Chesapeake, Navy set up land-use plan near Fentress
By Jeff Sheler The Virginian-Pilot ©
The city and the Navy have reached an agreement on procedures for vetting land-use proposals near the Fentress Naval Auxiliary Landing Field.
The agreement, presented to the City Council on Tuesday, is the latest effort to prevent encroaching development around the Navy’s practice-landing field on the city’s eastern edge.
It calls for joint review by the city and the Navy of rezoning and conditional-use requests involving land within the city’s Fentress Airfield Overlay District, a zone connecting Fentress with Oceana Naval Air Station in Virginia Beach.
The review panel would determine whether a proposed development is compatible with safety, noise and other restrictions related to the Oceana-Fentress flight zone and would make recommendations to the Planning Commission and the City Council.
Under the agreement, if a proposed development is deemed incompatible, the city and the Navy would meet to consider whether an acceptable alternative use exists, and communicate that to the developer.
The council would have the final say on any proposal.
City Attorney Jan Proctor said the purpose of the joint review is to have the city and the Navy “work together to mitigate encroachment upon the military operations at… Fentress, while giving due recognition to property rights.”
She said the agreement is similar to one between the Navy and Virginia Beach. The council is scheduled to vote on it July 23.
In a related step, the council voted in May to extend for five years a 2008 agreement with the Navy to buy undeveloped property along the flight path from Oceana to Fentress to prevent encroachment.
Under that agreement, whenever the city buys such property, the Navy pays for a restricted-use easement worth as much as half the property’s appraised value. The Navy and the city split survey and appraisal costs.

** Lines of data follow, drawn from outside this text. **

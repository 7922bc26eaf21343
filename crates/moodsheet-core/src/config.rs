//! Configuration for the moodsheet bot.
//!
//! Settings come from the environment. Secrets are usually kept in an env
//! file under the config directory, which is loaded before the environment is
//! read:
//!
//! ```text
//! ~/.moodsheet/
//! └── config/
//!     └── .env.local   # TELEGRAM_BOT_TOKEN, NOTION_TOKEN, ...
//! ```
//!
//! # Environment Variables
//!
//! Required:
//! - `TELEGRAM_BOT_TOKEN`: Bot token from @BotFather
//! - `NOTION_TOKEN`: Notion integration token
//!
//! Optional:
//! - `TELEGRAM_GROUP_CHAT_ID`: Chat that receives the daily prompt
//! - `NOTION_TRACKER_PAGE_ID`: Page holding the tracker tables
//! - `MOODSHEET_PROMPT_TIME`: Daily prompt time, `HH:MM` local (default 21:00)
//! - `MOODSHEET_CONFIRM_TTL_SECS`: Lifetime of an overwrite confirmation (default 900)
//! - `MOODSHEET_CONFIG_DIR`: Override the config directory

use std::path::{Path, PathBuf};
use std::time::Duration;

use chrono::NaiveTime;
use tracing::debug;

use crate::error::ConfigError;

pub const BOT_TOKEN_ENV: &str = "TELEGRAM_BOT_TOKEN";
pub const GROUP_CHAT_ID_ENV: &str = "TELEGRAM_GROUP_CHAT_ID";
pub const NOTION_TOKEN_ENV: &str = "NOTION_TOKEN";
pub const PAGE_ID_ENV: &str = "NOTION_TRACKER_PAGE_ID";
pub const PROMPT_TIME_ENV: &str = "MOODSHEET_PROMPT_TIME";
pub const CONFIRM_TTL_ENV: &str = "MOODSHEET_CONFIRM_TTL_SECS";
pub const CONFIG_DIR_ENV: &str = "MOODSHEET_CONFIG_DIR";

/// Tracker page used when `NOTION_TRACKER_PAGE_ID` is not set.
pub const DEFAULT_PAGE_ID: &str = "2e40a3f50f2380d9bc25cd131c02bcd5";

const DEFAULT_PROMPT_HOUR: u32 = 21;
const DEFAULT_CONFIRM_TTL_SECS: u64 = 900;
const DEFAULT_STATE_DIR: &str = ".moodsheet";
const CONFIG_SUBDIR: &str = "config";

/// Get the config directory.
///
/// Defaults to `~/.moodsheet/config/` or `MOODSHEET_CONFIG_DIR` env var.
pub fn config_dir() -> PathBuf {
    std::env::var(CONFIG_DIR_ENV)
        .map(PathBuf::from)
        .unwrap_or_else(|_| {
            dirs::home_dir()
                .map(|h| h.join(DEFAULT_STATE_DIR))
                .unwrap_or_else(|| PathBuf::from(DEFAULT_STATE_DIR))
                .join(CONFIG_SUBDIR)
        })
}

/// Get the `.env.local` file path inside a config directory.
pub fn env_file_in(dir: &Path) -> PathBuf {
    dir.join(".env.local")
}

/// Get the `.env.local` file path in the default config directory.
pub fn env_file() -> PathBuf {
    env_file_in(&config_dir())
}

/// Load env files without overriding variables already set.
///
/// The config directory's `.env.local` wins over a local `.env.local` or
/// `.env` in the working directory. Returns the files that were loaded.
pub fn load_env_files() -> Vec<PathBuf> {
    let mut loaded = Vec::new();

    let path = env_file();
    if path.exists() {
        match dotenvy::from_path(&path) {
            Ok(()) => loaded.push(path),
            Err(e) => debug!(error = %e, path = %path.display(), "Failed to load env file"),
        }
    }

    if let Ok(path) = dotenvy::from_filename(".env.local").or_else(|_| dotenvy::dotenv()) {
        loaded.push(path);
    }

    loaded
}

/// Runtime configuration for the bot.
#[derive(Debug, Clone)]
pub struct TrackerConfig {
    pub bot_token: String,
    pub notion_token: String,
    /// Destination for the scheduled prompt; `None` disables it.
    pub group_chat_id: Option<i64>,
    pub page_id: String,
    /// Local wall-clock time of the daily prompt.
    pub prompt_time: NaiveTime,
    /// How long an overwrite confirmation stays valid.
    pub confirm_ttl: Duration,
}

impl TrackerConfig {
    /// Read configuration from the process environment.
    pub fn from_env() -> Result<Self, ConfigError> {
        Self::from_lookup(|name| std::env::var(name).ok())
    }

    /// Read configuration through an arbitrary variable lookup.
    pub fn from_lookup<F>(lookup: F) -> Result<Self, ConfigError>
    where
        F: Fn(&str) -> Option<String>,
    {
        let get = |name: &str| {
            lookup(name)
                .map(|v| v.trim().to_string())
                .filter(|v| !v.is_empty())
        };

        let bot_token = get(BOT_TOKEN_ENV).ok_or(ConfigError::MissingEnv(BOT_TOKEN_ENV))?;
        let notion_token =
            get(NOTION_TOKEN_ENV).ok_or(ConfigError::MissingEnv(NOTION_TOKEN_ENV))?;

        let group_chat_id = match get(GROUP_CHAT_ID_ENV) {
            Some(raw) => Some(raw.parse::<i64>().map_err(|e| ConfigError::InvalidValue {
                name: GROUP_CHAT_ID_ENV,
                value: raw.clone(),
                reason: e.to_string(),
            })?),
            None => None,
        };

        let page_id = get(PAGE_ID_ENV).unwrap_or_else(|| DEFAULT_PAGE_ID.to_string());

        let prompt_time = match get(PROMPT_TIME_ENV) {
            Some(raw) => NaiveTime::parse_from_str(&raw, "%H:%M").map_err(|_| {
                ConfigError::InvalidValue {
                    name: PROMPT_TIME_ENV,
                    value: raw.clone(),
                    reason: "expected HH:MM".to_string(),
                }
            })?,
            None => default_prompt_time(),
        };

        let confirm_ttl = match get(CONFIRM_TTL_ENV) {
            Some(raw) => Duration::from_secs(raw.parse::<u64>().map_err(|e| {
                ConfigError::InvalidValue {
                    name: CONFIRM_TTL_ENV,
                    value: raw.clone(),
                    reason: e.to_string(),
                }
            })?),
            None => Duration::from_secs(DEFAULT_CONFIRM_TTL_SECS),
        };

        Ok(Self {
            bot_token,
            notion_token,
            group_chat_id,
            page_id,
            prompt_time,
            confirm_ttl,
        })
    }
}

fn default_prompt_time() -> NaiveTime {
    NaiveTime::from_hms_opt(DEFAULT_PROMPT_HOUR, 0, 0).unwrap_or(NaiveTime::MIN)
}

According to city officials, the city has spent about $4.3 million to date on purchases involving hundreds of acres, most of it undeveloped wetlands, and has recouped $1.8 million from the Navy.
Unrelated to the two agreements, the council earlier this year approved and then rescinded a rezoning request that would have permitted a developer to build 31 fill-in houses in a subdivision near Fentress.
The council changed course after Navy, Virginia Beach and state officials objected that the zoning change violated a commitment the city made to protect Fentress from residential encroachment.